Demikian juga dalam menghafal Al-Qur’an al-karim; kesempatan menghafal dimiliki oleh setiap orang sebagai anugrah dari Allah subhanahu wata’ala, namun bagaimana seseorang kemudian mengaktualisasikan potensi tersebut tentu akan banyak dipengaruhi berbagai faktor.
Kuatnya hafalan seseorang adalah bagian dari anugrah Allah subhanahu wata’ala, namun apakah anugrah tersebut dimanfaaatkan untuk menghafal Al-Qur’an adalah hal yang berbeda? Yang pasti kuat lemahnya hafalan seseorang ketika itu digunakan untuk berusaha menghafal Al-Qur’an dengan niat yang baik dan benar itulah anugrah yang sebenarnya yang merupakan bentuk hidayah dari Allah subhanahu wata’ala.

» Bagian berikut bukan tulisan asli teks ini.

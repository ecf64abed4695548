use std::path::{Path, PathBuf};

use anyhow::Context;
use clap::{Parser, Subcommand};
use strata_llm::LlmProvider;
use strata_parse::{ParserDispatcher, ParserOptions};
use strata_pipeline::config::{Config, DEFAULT_CONFIG_PATH};
use strata_pipeline::index::{FlatIndex, entries_path, load_entries};
use strata_pipeline::{PipelineOrchestrator, ProgressEvent, Stage, StageOutput};

/// Staged semantic indexing of polyglot source repositories.
#[derive(Parser, Debug)]
#[command(author, version, about, long_about = None)]
struct Cli {
    /// Config file (falls back to $STRATA_CONFIG, then strata.toml)
    #[arg(long, global = true)]
    config: Option<PathBuf>,

    #[command(subcommand)]
    command: Command,
}

#[derive(Subcommand, Debug)]
enum Command {
    /// Parse, link, enrich, embed and index a project
    Index {
        /// Project root
        #[arg(long)]
        root: Option<PathBuf>,
        /// Index only these files (repeatable)
        #[arg(long = "file")]
        files: Vec<PathBuf>,
        /// Leave these files out (repeatable)
        #[arg(long)]
        exclude: Vec<PathBuf>,
    },
    /// Query a saved index
    Search {
        query: String,
        /// Number of hits to print
        #[arg(short = 'k', long, default_value_t = 10)]
        top_k: usize,
    },
    /// Print the items extracted from files as JSON
    Parse {
        #[arg(required = true)]
        files: Vec<PathBuf>,
        /// Force the regex fallback parsers
        #[arg(long)]
        no_ast: bool,
    },
}

#[tokio::main]
async fn main() -> anyhow::Result<()> {
    let cli = Cli::parse();
    init_subscriber();

    let config_path = resolve_config_path(cli.config);
    let mut config = Config::load(&config_path)?;

    match cli.command {
        Command::Index {
            root,
            files,
            exclude,
        } => {
            if let Some(root) = root {
                config.project.root = root;
            }
            if !files.is_empty() {
                config.project.files = files;
            }
            config.project.exclude.extend(exclude);
            run_index(&config).await
        }
        Command::Search { query, top_k } => run_search(&config, &query, top_k).await,
        Command::Parse { files, no_ast } => run_parse(&config, &files, no_ast),
    }
}

fn init_subscriber() {
    use tracing_subscriber::layer::SubscriberExt;
    use tracing_subscriber::util::SubscriberInitExt;

    let filter = tracing_subscriber::EnvFilter::try_from_default_env()
        .unwrap_or_else(|_| tracing_subscriber::EnvFilter::new("info"));
    tracing_subscriber::registry()
        .with(filter)
        .with(tracing_subscriber::fmt::layer().with_writer(std::io::stderr))
        .init();
}

fn resolve_config_path(cli: Option<PathBuf>) -> PathBuf {
    if let Some(path) = cli {
        return path;
    }
    if let Ok(path) = std::env::var("STRATA_CONFIG") {
        return PathBuf::from(path);
    }
    PathBuf::from(DEFAULT_CONFIG_PATH)
}

async fn run_index(config: &Config) -> anyhow::Result<()> {
    let provider = config.llm.build_provider()?;
    tracing::info!(
        provider = provider.name(),
        root = %config.project.root.display(),
        "starting pipeline"
    );

    let (tx, mut rx) = tokio::sync::mpsc::unbounded_channel::<ProgressEvent>();
    let progress = tokio::spawn(async move {
        while let Some(event) = rx.recv().await {
            tracing::debug!(
                stage = %event.stage,
                percentage = event.percentage,
                processed = event.items_processed,
                total = event.total_items,
                "{}",
                event.message
            );
        }
    });

    let orchestrator = PipelineOrchestrator::from_config(config, provider).with_progress(tx);
    let results = orchestrator.run().await;
    drop(orchestrator);
    let _ = progress.await;
    let results = results?;

    for (stage, output) in results.iter() {
        println!("{stage}: {}", output.stats_json());
    }
    if let Some(StageOutput::Indexing(indexing)) = results.get(Stage::Indexing) {
        println!("index: {}", indexing.index_path.display());
        println!("entries: {}", indexing.entries_path.display());
    }
    Ok(())
}

async fn run_search(config: &Config, query: &str, top_k: usize) -> anyhow::Result<()> {
    let index_path = config.index_path();
    let index = FlatIndex::load(&index_path)
        .await
        .with_context(|| format!("failed to load index {}", index_path.display()))?;
    let entries = load_entries(&entries_path(&index_path))
        .await
        .context("failed to load index entries")?;

    let provider = config.llm.build_provider()?;
    let embedding = provider
        .embed_batch(&[query.to_owned()])
        .await?
        .into_iter()
        .next()
        .context("provider returned no embedding for the query")?;

    for (ordinal, score) in index.search(&embedding, top_k)? {
        let Some(entry) = entries.get(ordinal) else {
            tracing::warn!(ordinal, "index hit has no side-table entry");
            continue;
        };
        println!(
            "{score:.4}  {id}  {kind}  {path}",
            id = entry.id,
            kind = entry.item_type,
            path = entry.file_path
        );
    }
    Ok(())
}

fn run_parse(config: &Config, files: &[PathBuf], no_ast: bool) -> anyhow::Result<()> {
    let dispatcher = ParserDispatcher::new(ParserOptions {
        ast: config.parsing.ast && !no_ast,
    });
    let root = config
        .project
        .root
        .canonicalize()
        .unwrap_or_else(|_| config.project.root.clone());

    let mut items = Vec::new();
    for file in files {
        items.extend(parse_one(&dispatcher, file, &root)?);
    }
    println!("{}", serde_json::to_string_pretty(&items)?);
    Ok(())
}

fn parse_one(
    dispatcher: &ParserDispatcher,
    file: &Path,
    root: &Path,
) -> anyhow::Result<Vec<strata_parse::AiItem>> {
    let path = file
        .canonicalize()
        .with_context(|| format!("cannot access {}", file.display()))?;
    dispatcher
        .parse_file(&path, root)
        .with_context(|| format!("failed to parse {}", file.display()))
}

#[cfg(test)]
mod tests {
    use clap::CommandFactory;
    use serial_test::serial;

    use super::*;

    #[test]
    fn cli_definition_is_valid() {
        Cli::command().debug_assert();
    }

    #[test]
    fn index_accepts_repeated_files() {
        let cli = Cli::try_parse_from([
            "strata", "index", "--root", "repo", "--file", "a.go", "--file", "b.py", "--exclude",
            "c.ts",
        ])
        .unwrap();
        let Command::Index {
            root,
            files,
            exclude,
        } = cli.command
        else {
            panic!("expected index command");
        };
        assert_eq!(root, Some(PathBuf::from("repo")));
        assert_eq!(files, [PathBuf::from("a.go"), PathBuf::from("b.py")]);
        assert_eq!(exclude, [PathBuf::from("c.ts")]);
    }

    #[test]
    fn search_defaults_to_ten_hits() {
        let cli = Cli::try_parse_from(["strata", "search", "open a socket"]).unwrap();
        assert!(matches!(
            cli.command,
            Command::Search { ref query, top_k: 10 } if query == "open a socket"
        ));
    }

    #[test]
    fn parse_requires_files() {
        assert!(Cli::try_parse_from(["strata", "parse"]).is_err());
    }

    #[test]
    #[serial]
    fn config_path_precedence() {
        unsafe { std::env::remove_var("STRATA_CONFIG") };
        assert_eq!(resolve_config_path(None), PathBuf::from("strata.toml"));

        unsafe { std::env::set_var("STRATA_CONFIG", "/etc/strata.toml") };
        assert_eq!(resolve_config_path(None), PathBuf::from("/etc/strata.toml"));
        assert_eq!(
            resolve_config_path(Some(PathBuf::from("local.toml"))),
            PathBuf::from("local.toml")
        );
        unsafe { std::env::remove_var("STRATA_CONFIG") };
    }

    #[test]
    fn parse_one_reports_unsupported_files() {
        let dir = tempfile::tempdir().unwrap();
        let root = dir.path().canonicalize().unwrap();
        std::fs::write(root.join("main.go"), "package main\n\nfunc main() {}\n").unwrap();
        std::fs::write(root.join("notes.txt"), "hi\n").unwrap();

        let dispatcher = ParserDispatcher::default();
        let items = parse_one(&dispatcher, &root.join("main.go"), &root).unwrap();
        assert_eq!(items[0].file_path, "main.go");
        assert!(parse_one(&dispatcher, &root.join("notes.txt"), &root).is_err());
        assert!(parse_one(&dispatcher, &root.join("missing.go"), &root).is_err());
    }
}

Kemudian, lanjut khutbahnya, bagi yang bersungguh-sungguh untuk mempelajari dan menghafal Al-Qur’an, ada jaminan dari Allah subhanahu wata’ala untuk diberikan kemudahan. Hal ini ditegaskan pada Al-Qur’an surah al-Qamar/54 yang terulang sebanyak empat kali di ayat 17, 22, 32 dan 40 dengan redaksi yang sama;
وَلَقَدْ يَسَّرْنَا الْقُرْاٰنَ لِلذِّكْرِ فَهَلْ مِنْ مُّدَّكِرٍ ࣖ
Artinya : “Sungguh, Kami benar-benar telah memudahkan Al-Qur’an sebagai pelajaran. Maka, adakah orang yang mau mengambil pelajaran?” (QS. Al-Qamar [54]: 22)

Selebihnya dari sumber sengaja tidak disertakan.